She didn’t intend to be a hoarder, it just happened. Years of abuse and neglect and deeply embedded loneliness? I can see how ‘things’ became ever-so-much safer than people. The humans were indifferent, unpredictable, self-serving, and dismissive of a little girl shoved into adulthood too soon.
The motivation to accumulate and gather in excess? Possessions, while lousy conversationalists, provided a twisted sense of comfort. Not quite the loving embrace that a child deserves, but when you hurt, you improvise. Work with what you have to seek nurture and love.
I have more compassion for mom now – nestled in my heart with a few regrets about not being kinder, not looking past her maddening behaviors to see the source. If there’s one standout gift that comes with aging, it’s this: I’m learning to address my own hurt, especially the slights – large and small – in order to look beyond, to better understand. Time helps. Maybe I needed seven years of introspection following her death to look back with softer eyes.
She didn’t intend to be a hoarder, it just happened.
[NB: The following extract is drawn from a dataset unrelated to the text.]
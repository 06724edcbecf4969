//! Service launchers

pub mod dispatcher;
pub mod lifecycle;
No, she wasn’t as out of control as the sweet, damaged souls on the show “Hoarders”. On top of all the other secrets and lies that comprised the web of her life, she cloaked her hoarding tendencies, too, as much as possible. Mom knew she needed to keep ‘appearances up’ to avoid detection…so unless you lived in the house with her or you were a close friend who liked to snoop, her compulsion could go undetected.
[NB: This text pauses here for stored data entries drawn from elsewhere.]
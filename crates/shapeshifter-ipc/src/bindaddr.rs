use std::net::SocketAddr;

use crate::{
    addr::resolve_addr,
    args::{Args, TransportOptions},
    error::{Error, Result},
};

/// A transport a server listens with, and where
#[derive(Debug, Clone, PartialEq, Eq)]
pub struct Bindaddr {
    /// Transport name
    pub method_name: String,
    /// Listen address
    pub addr: SocketAddr,
    /// Arguments for this transport, empty if none were configured
    pub options: Args,
}

/// Parses a `name-host:port,name-host:port` list
///
/// Each spec is split on its first `-`. Any malformed spec fails the whole list.
pub fn parse_bindaddrs(list: &str, options: &TransportOptions) -> Result<Vec<Bindaddr>> {
    let mut result = Vec::new();

    for spec in list.split(',') {
        let fail = |cause: String| Error::BindAddrParse {
            spec: spec.to_owned(),
            cause,
        };

        let (name, addr) = match spec.split_once('-') {
            Some(p) => p,
            None => return Err(fail("doesn't contain \"-\"".to_owned())),
        };
        if name.is_empty() {
            return Err(fail("empty transport name".to_owned()));
        }

        let addr = resolve_addr(addr).map_err(|err| fail(err.to_string()))?;

        result.push(Bindaddr {
            method_name: name.to_owned(),
            addr,
            options: options.args_for(name),
        });
    }

    Ok(result)
}

/// Keeps the bind addresses whose transport appears in `method_names`
///
/// A `*` among the names keeps everything.
pub fn filter_bindaddrs<S: AsRef<str>>(addrs: Vec<Bindaddr>, method_names: &[S]) -> Vec<Bindaddr> {
    if method_names.iter().any(|n| n.as_ref() == "*") {
        return addrs;
    }

    addrs
        .into_iter()
        .filter(|b| method_names.iter().any(|n| n.as_ref() == b.method_name))
        .collect()
}

#[cfg(test)]
mod test {
    use super::*;
    use crate::args::{parse_transport_options, OptionsFormat};

    #[test]
    fn parse_and_attach_options() {
        let opts = parse_transport_options("obfs4:cert=AAA", OptionsFormat::Legacy).unwrap();
        let addrs = parse_bindaddrs("obfs4-127.0.0.1:1234,meek-[::1]:5678", &opts).unwrap();

        assert_eq!(addrs.len(), 2);
        assert_eq!(addrs[0].method_name, "obfs4");
        assert_eq!(addrs[0].addr, "127.0.0.1:1234".parse().unwrap());
        assert_eq!(addrs[0].options.get("cert"), Some("AAA"));
        assert_eq!(addrs[1].method_name, "meek");
        assert_eq!(addrs[1].addr, "[::1]:5678".parse().unwrap());
        assert!(addrs[1].options.is_empty());
    }

    #[test]
    fn first_hyphen_wins() {
        let addrs = parse_bindaddrs("obfs4-localhost:443", &TransportOptions::new()).unwrap();
        assert_eq!(addrs[0].method_name, "obfs4");

        // "my-transport" cannot be a name: everything after the first hyphen is an address
        let err = parse_bindaddrs("my-transport-[::1]:1", &TransportOptions::new()).unwrap_err();
        assert!(matches!(err, Error::BindAddrParse { ref spec, .. } if spec == "my-transport-[::1]:1"));
    }

    #[test]
    fn fail_fast() {
        let err = parse_bindaddrs("obfs4-127.0.0.1:1234,meek127.0.0.1:5678", &TransportOptions::new()).unwrap_err();
        assert_eq!(
            err,
            Error::BindAddrParse {
                spec: "meek127.0.0.1:5678".to_owned(),
                cause: "doesn't contain \"-\"".to_owned(),
            }
        );

        assert!(parse_bindaddrs("-127.0.0.1:1", &TransportOptions::new()).is_err());
        assert!(parse_bindaddrs("obfs4-127.0.0.1", &TransportOptions::new()).is_err());
    }

    #[test]
    fn filter() {
        let addrs = parse_bindaddrs("obfs4-127.0.0.1:1234,meek-127.0.0.1:5678", &TransportOptions::new()).unwrap();

        let all = filter_bindaddrs(addrs.clone(), &["meek", "obfs4"]);
        assert_eq!(all, addrs);

        let star = filter_bindaddrs(addrs.clone(), &["*"]);
        assert_eq!(star, addrs);

        let none = filter_bindaddrs(addrs, &["shadow"]);
        assert!(none.is_empty());
    }
}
How? I think it was her pervasive scarcity mindset. As a child of poverty, she was perpetually hungry. As a kid, food was scarce and rather than feed herself, she’d squirrel away what she could to share with her siblings. Secrets and lies about food led to eating disorders later, but her tendency toward hoarding and hiding, generally? Food came first, as a result of her father’s death and her mom’s inability to cope.
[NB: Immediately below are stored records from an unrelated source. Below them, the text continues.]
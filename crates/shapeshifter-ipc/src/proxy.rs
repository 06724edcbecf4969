use std::io::Write;

use log::debug;
use url::Url;

use crate::{
    env::{Environment, PROXY},
    error::{Error, Result},
    ipc::Messenger,
    setting::lookup,
};

/// Parses an upstream proxy URL
///
/// Accepted forms are `http://[user:pass@]host:port` and `socks4a://[user@]host:port`.
/// The port must be written out, and paths, queries and fragments are rejected.
pub fn parse_proxy_url(s: &str) -> Result<Url> {
    let fail = |reason: &str| Error::ProxyUrl {
        url: s.to_owned(),
        reason: reason.to_owned(),
    };

    let url = Url::parse(s).map_err(|err| fail(&err.to_string()))?;

    match url.scheme() {
        "http" => {}
        "socks4a" => {
            if url.password().is_some() {
                return Err(fail("socks4a proxies do not take a password"));
            }
        }
        _ => return Err(fail("scheme must be http or socks4a")),
    }

    match url.host_str() {
        Some(h) if !h.is_empty() => {}
        _ => return Err(fail("missing host")),
    }
    if !has_explicit_port(s) {
        return Err(fail("missing port"));
    }
    if !matches!(url.path(), "" | "/") {
        return Err(fail("path is not allowed"));
    }
    if url.query().is_some() {
        return Err(fail("query is not allowed"));
    }
    if url.fragment().is_some() {
        return Err(fail("fragment is not allowed"));
    }

    Ok(url)
}

// `Url` hides a port equal to the scheme default, so look at the authority text instead
fn has_explicit_port(s: &str) -> bool {
    let rest = match s.split_once("://") {
        Some((_, rest)) => rest,
        None => return false,
    };
    let authority = rest.split(['/', '?', '#']).next().unwrap_or("");
    let host_port = authority.rsplit_once('@').map_or(authority, |(_, hp)| hp);

    let port = match host_port.rfind(']') {
        Some(i) => host_port[i + 1..].strip_prefix(':'),
        None => host_port.rsplit_once(':').map(|(_, p)| p),
    };
    matches!(port, Some(p) if !p.is_empty() && p.bytes().all(|b| b.is_ascii_digit()))
}

/// Resolves the upstream proxy from `--proxy` or `TOR_PT_PROXY`
///
/// Reports the outcome to the parent: `PROXY DONE` when a proxy was accepted, `PROXY-ERROR`
/// when it was not. No proxy configured is not an error and sends nothing.
pub fn resolve_proxy<W: Write>(
    flag: Option<&str>,
    env: &dyn Environment,
    messenger: &mut Messenger<W>,
) -> Result<Option<Url>> {
    let setting = match lookup(flag, env, PROXY) {
        Some(s) => s,
        None => return Ok(None),
    };

    match parse_proxy_url(&setting.value) {
        Ok(url) => {
            debug!("using upstream proxy {}://{}", url.scheme(), url.host_str().unwrap_or_default());
            messenger.proxy_done();
            Ok(Some(url))
        }
        Err(err) => {
            messenger.proxy_error(&err.to_string());
            Err(err)
        }
    }
}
Later, her need to over-purchase home goods – towels, sheets, cooking equipment, gaudy décor – came from a compulsion to create a happy home. A home containing the things she fundamentally lacked as a kid. As a result, every closet, pantry, nook, and cranny was overstuffed. And oddly. Her shopping addictions pushed her to use unusual hiding places and some were laugh-out-loud funny.
Example? I have no clue why, but this morning I recalled one of her wackier ‘episodes’. The time she got caught shoving a slew of fancy tablecloths and napkins from Neiman Marcus into one of dad’s golf bags. She didn’t realize it wasn’t his ‘old’ bag…just the one that was empty because he was cleaning his clubs. Ohhh…this is why mom was so maddening. Her peccadilloes and crazy behavior were very often the stuff of sitcoms.
Imprints from childhood reverberate into adulthood. Never truer than with my mom…to know her was to love AND hate her and while I’ve carried those dueling emotions around for decades, this morning I was tickled to have a softer memory of her, recalling her silly side.
Take care…join me in seeing the softer sides when you can.